Back in the nineties when Yahoo was the search giant and all websites tried to bake all the possible features in the same place we felt that something is wrong and that more focused websites are better, we learned a lot during those years and people started building applications on the internet that focus on offering its core value through a single focused idea.
Take Yahoo as an example, I usually call the nineties by the Yahoo decade, the single website that you can check your email, news, weather, stocks, and almost anything. Yahoo was trying to keep its users by adding more scopes to their websites, it was like their ultimate goal is to replace the entire internet with Yahoo.
It's quite visible to everybody that this plan didn't play very well, it was also very hard to compete with companies that were entirely focused on building a great news services for example. Nowadays, reading news is even a different app than publishing news, service fragmentation across apps is the norm and everybody is trying to build focus apps (Dropbox, timely, etc.)
While on the other face of the universe social networks – in the year 2014 – are trying again to replace the internet for you, it's promoting for a totalitarian internet for me, you, and everybody!
Late in the first decade of the Y2K, we learned that APIs is a great idea, you build micro services, single-focus websites, and apps and offer APIs for developers to integrate those services into more sophisticated services and applications. Although we didn't have the awesomeness of having standard APIs for services, so we couldn't replace services offering the same core value with others. For example, take Dropbox as a storage service, if it was offering an agreed-upon API that is considered a sort of standard, then you would have been able to replace dropbox with Amazon S3 or Copy seamlessly. The user eventually may decide which service he wants to put his files to and you as a service provider integrate with whatever implements the API, you basically give the power of choice back to the user. Modern applications should be designed in layers like an onion but with the ability to replace the inner layers if you want.

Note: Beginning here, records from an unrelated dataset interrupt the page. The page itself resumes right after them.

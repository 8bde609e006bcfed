//! Error types for the sync server.

use dirsync_engine::SyncError;
use dirsync_protocol::{error_codes, BackupType};
use thiserror::Error;

/// Result type for server operations.
pub type ServerResult<T> = Result<T, ServerError>;

/// Errors that can occur in the sync server.
#[derive(Error, Debug)]
pub enum ServerError {
    /// Invalid request or message order.
    #[error("invalid request: {0}")]
    InvalidRequest(String),

    /// Unknown user or wrong password.
    #[error("authentication failed: {0}")]
    AuthenticationFailed(String),

    /// The user may not use the requested folder.
    #[error("access denied: {0}")]
    AccessDenied(String),

    /// Another session is working on the same folder.
    #[error("folder busy: {0}")]
    FolderBusy(String),

    /// The folder's backup type does not allow the requested operation.
    #[error("unsupported backup type: {0}")]
    UnsupportedBackupType(BackupType),

    /// Settings file could not be used.
    #[error("invalid settings: {0}")]
    Settings(String),

    /// Settings file is not valid JSON.
    #[error("settings json error: {0}")]
    Json(#[from] serde_json::Error),

    /// Transfer, transport or change tracking failure.
    #[error(transparent)]
    Sync(#[from] SyncError),

    /// Internal server error.
    #[error("internal error: {0}")]
    Internal(String),

    /// I/O error.
    #[error("io error: {0}")]
    Io(#[from] std::io::Error),
}

impl ServerError {
    /// Wire error code reported to the client.
    pub fn wire_code(&self) -> &'static str {
        match self {
            ServerError::InvalidRequest(_) => error_codes::PROTOCOL,
            ServerError::AuthenticationFailed(_) => error_codes::AUTH,
            ServerError::AccessDenied(_) => error_codes::ACCESS,
            ServerError::FolderBusy(_) => error_codes::BUSY,
            ServerError::UnsupportedBackupType(_) => error_codes::BACKUP_TYPE,
            ServerError::Sync(err) => match err {
                SyncError::Protocol(_)
                | SyncError::UnexpectedMessage { .. }
                | SyncError::InvalidPath { .. } => error_codes::PROTOCOL,
                SyncError::Transfer { .. } => error_codes::TRANSFER,
                SyncError::RootLocked { .. } => error_codes::BUSY,
                _ => error_codes::INTERNAL,
            },
            ServerError::Settings(_)
            | ServerError::Json(_)
            | ServerError::Internal(_)
            | ServerError::Io(_) => error_codes::INTERNAL,
        }
    }

    /// Returns true if the client caused this error.
    pub fn is_client_error(&self) -> bool {
        match self {
            ServerError::InvalidRequest(_)
            | ServerError::AuthenticationFailed(_)
            | ServerError::AccessDenied(_)
            | ServerError::FolderBusy(_)
            | ServerError::UnsupportedBackupType(_) => true,
            ServerError::Sync(err) => matches!(
                err,
                SyncError::Protocol(_)
                    | SyncError::UnexpectedMessage { .. }
                    | SyncError::InvalidPath { .. }
            ),
            _ => false,
        }
    }

    /// Returns true if this is a server-side failure.
    pub fn is_server_error(&self) -> bool {
        !self.is_client_error()
    }

    /// Returns true if the connection is already gone and no error message
    /// can be delivered.
    pub fn is_disconnect(&self) -> bool {
        matches!(
            self,
            ServerError::Sync(SyncError::ConnectionClosed | SyncError::Timeout)
        )
    }
}

#[cfg(test)]
mod tests {
    use super::*;
    use dirsync_protocol::MessageType;

    #[test]
    fn error_classification() {
        assert!(ServerError::InvalidRequest("bad".into()).is_client_error());
        assert!(ServerError::Internal("oops".into()).is_server_error());
        assert!(!ServerError::InvalidRequest("bad".into()).is_server_error());
        assert!(
            ServerError::Sync(SyncError::unexpected("FileList", MessageType::KeepAlive))
                .is_client_error()
        );
        assert!(ServerError::Sync(SyncError::ConnectionClosed).is_disconnect());
    }

    #[test]
    fn wire_codes() {
        assert_eq!(
            ServerError::AuthenticationFailed("alice".into()).wire_code(),
            error_codes::AUTH
        );
        assert_eq!(
            ServerError::FolderBusy("docs".into()).wire_code(),
            error_codes::BUSY
        );
        assert_eq!(
            ServerError::UnsupportedBackupType(BackupType::None).wire_code(),
            error_codes::BACKUP_TYPE
        );
        assert_eq!(
            ServerError::Sync(SyncError::transfer("a.txt", "disk full")).wire_code(),
            error_codes::TRANSFER
        );
        assert_eq!(
            ServerError::Io(std::io::ErrorKind::Other.into()).wire_code(),
            error_codes::INTERNAL
        );
    }

    #[test]
    fn error_display() {
        let err = ServerError::UnsupportedBackupType(BackupType::None);
        assert_eq!(err.to_string(), "unsupported backup type: none");
        let err = ServerError::from(SyncError::ConnectionClosed);
        assert_eq!(err.to_string(), "connection closed by peer");
    }
}
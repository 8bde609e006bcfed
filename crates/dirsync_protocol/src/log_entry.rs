//! Operation log records.

use crate::error::{ProtocolError, ProtocolResult};
use crate::time::{format_timestamp, parse_timestamp, Timestamp};
use std::fmt;
use std::str::FromStr;

/// Change classification of a log entry.
#[derive(Debug, Clone, Copy, PartialEq, Eq, Hash)]
pub enum Operation {
    /// File appeared.
    Created,
    /// File size or modification time changed.
    Modified,
    /// File disappeared.
    Deleted,
}

impl Operation {
    /// Two-letter code used in log lines.
    pub fn code(self) -> &'static str {
        match self {
            Self::Created => "CR",
            Self::Modified => "MO",
            Self::Deleted => "DE",
        }
    }

    /// Whether the file exists after this operation.
    pub fn is_live(self) -> bool {
        !matches!(self, Self::Deleted)
    }
}

impl fmt::Display for Operation {
    fn fmt(&self, f: &mut fmt::Formatter<'_>) -> fmt::Result {
        f.write_str(self.code())
    }
}

impl FromStr for Operation {
    type Err = ProtocolError;

    fn from_str(s: &str) -> Result<Self, Self::Err> {
        match s {
            "CR" => Ok(Self::Created),
            "MO" => Ok(Self::Modified),
            "DE" => Ok(Self::Deleted),
            other => Err(ProtocolError::invalid_line(format!(
                "unknown operation {other:?}"
            ))),
        }
    }
}

/// One line of a root's operation log.
///
/// Line form: `runStart\topTime\tfileModTime\tsize\top\trelativePath`
#[derive(Debug, Clone, PartialEq, Eq)]
pub struct LogEntry {
    /// Start of the analyze pass that produced this entry.
    pub run_start: Timestamp,
    /// When the change was observed.
    pub op_time: Timestamp,
    /// Modification time of the file (observation time for deletions).
    pub file_time: Timestamp,
    /// File size in bytes (0 for deletions).
    pub size: u64,
    /// What happened.
    pub operation: Operation,
    /// Path relative to the root.
    pub relative_path: String,
}

impl LogEntry {
    /// Formats the entry as one tab-separated line, without newline.
    pub fn to_line(&self) -> String {
        format!(
            "{}\t{}\t{}\t{}\t{}\t{}",
            format_timestamp(&self.run_start),
            format_timestamp(&self.op_time),
            format_timestamp(&self.file_time),
            self.size,
            self.operation,
            self.relative_path
        )
    }

    /// Parses one log line. Wrong field counts and bad timestamps fail.
    pub fn from_line(line: &str) -> ProtocolResult<Self> {
        let line = line.trim_end_matches(['\r', '\n']);
        let fields: Vec<&str> = line.splitn(6, '\t').collect();
        let [run_start, op_time, file_time, size, operation, relative_path] = fields[..] else {
            return Err(ProtocolError::invalid_line(format!(
                "expected 6 fields in log line {line:?}"
            )));
        };
        if relative_path.is_empty() {
            return Err(ProtocolError::invalid_line("empty path in log line"));
        }

        Ok(Self {
            run_start: parse_timestamp(run_start)?,
            op_time: parse_timestamp(op_time)?,
            file_time: parse_timestamp(file_time)?,
            size: size
                .parse()
                .map_err(|_| ProtocolError::invalid_line(format!("bad size {size:?}")))?,
            operation: operation.parse()?,
            relative_path: relative_path.to_string(),
        })
    }

    /// Joins entries into newline-separated text.
    pub fn join_lines(entries: &[LogEntry]) -> String {
        entries
            .iter()
            .map(LogEntry::to_line)
            .collect::<Vec<_>>()
            .join("\n")
    }

    /// Parses newline-separated entries. Blank lines are skipped.
    pub fn parse_lines(text: &str) -> ProtocolResult<Vec<LogEntry>> {
        text.lines()
            .filter(|line| !line.trim().is_empty())
            .map(LogEntry::from_line)
            .collect()
    }

    /// Whether this entry supersedes `other` for the same path.
    ///
    /// Ordered by run start, then operation time. Ties go to `self`, so a
    /// later line in the log wins over an earlier one with equal stamps.
    pub fn supersedes(&self, other: &LogEntry) -> bool {
        (self.run_start, self.op_time) >= (other.run_start, other.op_time)
    }
}
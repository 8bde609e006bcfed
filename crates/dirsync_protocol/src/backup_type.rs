//! Backup policy codes.

use crate::error::ProtocolError;
use dirsync_codec::{read_code, write_code, CodecError, CodecResult, TypedBuffer, WireValue};
use serde::{Deserialize, Serialize};
use std::fmt;
use std::str::FromStr;

/// How the target side treats files that are absent on the source.
#[derive(Debug, Clone, Copy, PartialEq, Eq, Hash, Default, Serialize, Deserialize)]
#[serde(rename_all = "SCREAMING_SNAKE_CASE")]
pub enum BackupType {
    /// No policy chosen; rejected by servers.
    #[default]
    None,
    /// Target mirrors the source; extra files are deleted.
    Mirror,
    /// Target keeps everything it ever received.
    Preserve,
    /// Target stores files in per-day folders by modification date.
    DateSeparated,
    /// Changes flow both ways, reconciled through operation logs.
    TwoWaySync,
}

impl BackupType {
    /// Every backup type.
    pub const ALL: [BackupType; 5] = [
        Self::None,
        Self::Mirror,
        Self::Preserve,
        Self::DateSeparated,
        Self::TwoWaySync,
    ];

    /// Two-byte wire code.
    pub fn code(self) -> &'static [u8; 2] {
        match self {
            Self::None => b"NO",
            Self::Mirror => b"MI",
            Self::Preserve => b"PR",
            Self::DateSeparated => b"DA",
            Self::TwoWaySync => b"TW",
        }
    }

    /// Looks up a wire code.
    pub fn from_code(code: &[u8; 2]) -> Option<Self> {
        Self::ALL.into_iter().find(|ty| ty.code() == code)
    }

    /// Name used on the command line.
    pub fn name(self) -> &'static str {
        match self {
            Self::None => "none",
            Self::Mirror => "mirror",
            Self::Preserve => "preserve",
            Self::DateSeparated => "date-separated",
            Self::TwoWaySync => "two-way-sync",
        }
    }
}

impl fmt::Display for BackupType {
    fn fmt(&self, f: &mut fmt::Formatter<'_>) -> fmt::Result {
        f.write_str(self.name())
    }
}

impl FromStr for BackupType {
    type Err = ProtocolError;

    fn from_str(s: &str) -> Result<Self, Self::Err> {
        let wanted = s.trim().to_ascii_lowercase().replace('_', "-");
        Self::ALL
            .into_iter()
            .find(|ty| ty.name() == wanted)
            .ok_or_else(|| ProtocolError::invalid_line(format!("unknown backup type {s:?}")))
    }
}

impl WireValue for BackupType {
    const TYPE_NAME: &'static str = "BackupType";

    fn write_to(&self, buffer: &mut TypedBuffer) {
        write_code(buffer, self.code());
    }

    fn read_from(buffer: &mut TypedBuffer) -> CodecResult<Self> {
        let code = read_code(buffer)?;
        Self::from_code(&code).ok_or_else(|| CodecError::unknown_code(Self::TYPE_NAME, &code))
    }
}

I always thought about this thing specially for photo storage, I don't want to have several copies of my photos in different services, I want my photos to be stored in one service that I trust – say Dropbox – then I want to give Facebook, Google+, and etc. access to those photos and if I want to change the storage service, I can. If I want to revoke access to Facebook, I can.
I loved YouTube back when it was outside Google+, it was built as a great free video sharing and hosting service, you can link your YouTube videos anywhere (it's a kinda of API, the embedded player I mean). Now it's still great but I feel that it's baked more into Google+. Same for Facebook, it tries to replace the internet for me, I find lots of videos that exist in Facebook and YouTube as duplicates. That's really bad.
I understand that commercialism is about maximising profit and companies think that locking users to their service is the right way to go, but I still believe that giving users the choice shall be a greater benefit for everybody.
I would love to see the internet as a Lego, where I chose to use different pieces with standard programming interface and eventually everything fit together. I want freedom through choice, not just open source software but also open and standard application programming interfaces, as of today, this is going to the opposite direction as far as I see it.